I. Anonymous Information/Citizen Complaints of DWI
 
2004 | 2003 | 2000 | 1999 | 1997 | 1996 | 1995 | 1994 | 1993 | Miscellaneous
 
Gellatly v. Beecher, 04-E-037, (Merrimack, Fitzgerald, 07/06/04) AFFIRMED
Officer received information from dispatcher that a red truck was traveling northbound on Route 28, crossing over the white line, and almost hitting a guardrail. Officer observed the red truck exiting the traffic circle, failing to use its turn signal. Petitioner challenged reasonable grounds to make a stop based on hearsay information … and violating his due process rights. Court disagrees. Lopez and Jacobs "The validity of the arrest or traffic stop leading to the arrest is not required by RSA 265:91-b … to sustain an administrative license suspension." (NOTE: cross-reference Section 8, I Informing of ALS rights)
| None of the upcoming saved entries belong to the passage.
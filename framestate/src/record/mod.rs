//! Record storage - versioned field values for framed objects
//!
//! Architecture:
//! ```text
//! ┌──────────────────────────────────────────────────┐
//! │              RecordChain                          │
//! │  - One arena of records per framed object        │
//! │  - Each record: (frame_id, value)                │
//! │  - Visibility picks the newest visible record    │
//! ├──────────────────────────────────────────────────┤
//! │  Horizon                                         │
//! │  - Lowest frame id any open frame cannot see     │
//! │  - Aborted frame ids                             │
//! │  - Decides which records are dead                │
//! ├──────────────────────────────────────────────────┤
//! │  GarbageCollector                                │
//! │  - Sweeps dead records from every live object    │
//! │  - Prunes aborted ids no record carries          │
//! └──────────────────────────────────────────────────┘
//! ```

pub mod chain;
pub mod gc;

pub use chain::{Horizon, Record, RecordChain, Visibility};
pub use gc::{GarbageCollector, GcStats};
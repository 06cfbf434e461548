//! Frame - the unit of isolation
//!
//! A frame fixes, at open time, which other frames it must not read from: every
//! frame that was still open at that moment. Together with the global aborted
//! set this decides which records the frame sees.

use std::fmt;
use std::sync::Arc;

use ahash::AHashSet;
use parking_lot::Mutex;

use super::observer::{ReadObserver, WriteObserver};
use crate::model::ObjectId;
use crate::record::Visibility;

// ============================================================================
// Frame ID
// ============================================================================

/// Unique frame identifier, never reused within a manager
pub type FrameId = u64;

// ============================================================================
// Frame Status
// ============================================================================

/// Current status of a frame
#[derive(Debug, Clone, Copy, PartialEq, Eq)]
pub enum FrameStatus {
    /// Current on some thread
    Open,
    /// Detached from its thread, neither committed nor aborted
    Suspended,
    /// Writes are visible to frames opened afterwards
    Committed,
    /// Writes are discarded
    Aborted,
}

// ============================================================================
// Frame Options
// ============================================================================

/// Options for opening a frame
#[derive(Clone, Default)]
pub struct FrameOptions {
    pub(crate) read_only: bool,
    pub(crate) speculative: bool,
    pub(crate) read_observer: Option<ReadObserver>,
    pub(crate) write_observer: Option<WriteObserver>,
}

impl FrameOptions {
    pub fn new() -> Self {
        Self::default()
    }

    /// Reject every write in this frame
    pub fn read_only(mut self) -> Self {
        self.read_only = true;
        self
    }

    /// Discard the frame's writes instead of committing them
    pub fn speculative(mut self) -> Self {
        self.speculative = true;
        self
    }

    /// Called once per object the first time the frame reads it
    pub fn on_read(mut self, observer: impl Fn(ObjectId) + Send + Sync + 'static) -> Self {
        self.read_observer = Some(Arc::new(observer));
        self
    }

    /// Called once per object the first time the frame writes it
    pub fn on_write(mut self, observer: impl Fn(ObjectId) + Send + Sync + 'static) -> Self {
        self.write_observer = Some(Arc::new(observer));
        self
    }
}

impl fmt::Debug for FrameOptions {
    fn fmt(&self, f: &mut fmt::Formatter<'_>) -> fmt::Result {
        f.debug_struct("FrameOptions")
            .field("read_only", &self.read_only)
            .field("speculative", &self.speculative)
            .field("read_observer", &self.read_observer.is_some())
            .field("write_observer", &self.write_observer.is_some())
            .finish()
    }
}

// ============================================================================
// Frame
// ============================================================================

/// Objects written by a frame, in first-write order
#[derive(Default)]
struct WriteSet {
    order: Vec<ObjectId>,
    seen: AHashSet<ObjectId>,
}

struct FrameState {
    id: FrameId,
    manager_id: u64,
    invalid: AHashSet<FrameId>,
    read_only: bool,
    speculative: bool,
    read_observer: Option<ReadObserver>,
    write_observer: Option<WriteObserver>,
    status: Mutex<FrameStatus>,
    writes: Mutex<WriteSet>,
    reads: Mutex<AHashSet<ObjectId>>,
}

/// Handle to a frame
///
/// Cloning yields another handle to the same frame. A suspended frame is
/// carried around as this handle until it is restored, committed or aborted.
#[derive(Clone)]
pub struct Frame {
    state: Arc<FrameState>,
}

impl Frame {
    pub(crate) fn new(
        id: FrameId,
        manager_id: u64,
        invalid: AHashSet<FrameId>,
        options: FrameOptions,
    ) -> Self {
        Self {
            state: Arc::new(FrameState {
                id,
                manager_id,
                invalid,
                read_only: options.read_only,
                speculative: options.speculative,
                read_observer: options.read_observer,
                write_observer: options.write_observer,
                status: Mutex::new(FrameStatus::Open),
                writes: Mutex::new(WriteSet::default()),
                reads: Mutex::new(AHashSet::new()),
            }),
        }
    }

    pub fn id(&self) -> FrameId {
        self.state.id
    }

    pub fn status(&self) -> FrameStatus {
        *self.state.status.lock()
    }

    /// Whether the frame is neither committed nor aborted
    pub fn is_open(&self) -> bool {
        matches!(self.status(), FrameStatus::Open | FrameStatus::Suspended)
    }

    pub fn is_read_only(&self) -> bool {
        self.state.read_only
    }

    /// Whether committing this frame discards it
    pub fn is_speculative(&self) -> bool {
        self.state.speculative
    }

    /// Frames that were open when this frame started
    pub fn invalid_frames(&self) -> &AHashSet<FrameId> {
        &self.state.invalid
    }

    /// Objects this frame has written, in first-write order
    pub fn modified_objects(&self) -> Vec<ObjectId> {
        self.state.writes.lock().order.clone()
    }

    pub fn was_modified(&self, object: ObjectId) -> bool {
        self.state.writes.lock().seen.contains(&object)
    }

    pub fn visibility<'a>(&'a self, aborted: &'a AHashSet<FrameId>) -> Visibility<'a> {
        Visibility::new(self.state.id, &self.state.invalid, aborted)
    }

    pub(crate) fn manager_id(&self) -> u64 {
        self.state.manager_id
    }

    pub(crate) fn set_status(&self, status: FrameStatus) {
        *self.state.status.lock() = status;
    }

    /// Move to `to` if the current status is `from`
    pub(crate) fn transition(
        &self,
        from: FrameStatus,
        to: FrameStatus,
    ) -> Result<(), FrameStatus> {
        let mut status = self.state.status.lock();
        if *status != from {
            return Err(*status);
        }
        *status = to;
        Ok(())
    }

    /// Record a write; fires the write observer on the first write of an object
    pub(crate) fn note_write(&self, object: ObjectId) {
        let first = {
            let mut writes = self.state.writes.lock();
            if writes.seen.insert(object) {
                writes.order.push(object);
                true
            } else {
                false
            }
        };
        if first {
            if let Some(observer) = &self.state.write_observer {
                observer(object);
            }
        }
    }

    /// Fires the read observer on the first read of an object
    pub(crate) fn note_read(&self, object: ObjectId) {
        if let Some(observer) = &self.state.read_observer {
            let first = self.state.reads.lock().insert(object);
            if first {
                observer(object);
            }
        }
    }
}

impl PartialEq for Frame {
    fn eq(&self, other: &Self) -> bool {
        Arc::ptr_eq(&self.state, &other.state)
    }
}

impl Eq for Frame {}

impl fmt::Debug for Frame {
    fn fmt(&self, f: &mut fmt::Formatter<'_>) -> fmt::Result {
        f.debug_struct("Frame")
            .field("id", &self.state.id)
            .field("status", &self.status())
            .field("read_only", &self.state.read_only)
            .field("speculative", &self.state.speculative)
            .field("invalid", &self.state.invalid.len())
            .finish()
    }
}

// ============================================================================
// Tests
// ============================================================================

#[cfg(test)]
mod tests {
    use super::*;
    use std::sync::atomic::{AtomicUsize, Ordering};

    #[test]
    fn test_write_set_order_and_dedup() {
        let frame = Frame::new(3, 1, AHashSet::new(), FrameOptions::new());
        let a = ObjectId::from_raw(10);
        let b = ObjectId::from_raw(11);

        frame.note_write(b);
        frame.note_write(a);
        frame.note_write(b);

        assert_eq!(frame.modified_objects(), vec![b, a]);
        assert!(frame.was_modified(a));
        assert!(!frame.was_modified(ObjectId::from_raw(12)));
    }

    #[test]
    fn test_observers_fire_once_per_object() {
        let reads = Arc::new(AtomicUsize::new(0));
        let writes = Arc::new(AtomicUsize::new(0));
        let options = {
            let reads = reads.clone();
            let writes = writes.clone();
            FrameOptions::new()
                .on_read(move |_| {
                    reads.fetch_add(1, Ordering::SeqCst);
                })
                .on_write(move |_| {
                    writes.fetch_add(1, Ordering::SeqCst);
                })
        };
        let frame = Frame::new(1, 1, AHashSet::new(), options);
        let a = ObjectId::from_raw(1);

        frame.note_read(a);
        frame.note_read(a);
        frame.note_write(a);
        frame.note_write(a);

        assert_eq!(reads.load(Ordering::SeqCst), 1);
        assert_eq!(writes.load(Ordering::SeqCst), 1);
    }

    #[test]
    fn test_transition_requires_expected_status() {
        let frame = Frame::new(1, 1, AHashSet::new(), FrameOptions::new());
        assert_eq!(
            frame.transition(FrameStatus::Suspended, FrameStatus::Open),
            Err(FrameStatus::Open)
        );

        frame.set_status(FrameStatus::Suspended);
        assert!(frame.transition(FrameStatus::Suspended, FrameStatus::Open).is_ok());
        assert_eq!(frame.status(), FrameStatus::Open);
    }

    #[test]
    fn test_handles_compare_by_identity() {
        let a = Frame::new(1, 1, AHashSet::new(), FrameOptions::new());
        let b = Frame::new(1, 1, AHashSet::new(), FrameOptions::new());
        assert_eq!(a, a.clone());
        assert_ne!(a, b);
    }
}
Andrewchuk v. Beecher, 03-E-453, (Merrimack, Fitzgerald, 04/12/04) AFFIRMED
Officer received a report that the driver of a white Dodge Ram coming from … was intoxicated; officer observed a vehicle matching this description … crossing over the center yellow line; petitioner admitted that he was drunk; arrested for DWI; tested at 0.19; Petitioner claimed that police did not have reason to believe he was driving while intoxicated. Court held" "A valid arrest and traffic stop …is not necessary to sustain a valid license suspension under said statute." Lopez "… the police had reason to believe that … was operating a vehicle while intoxicated, prior to his arrest." (NOTE: cross-reference Section 9, IV, miscellaneous issues involving breath tests)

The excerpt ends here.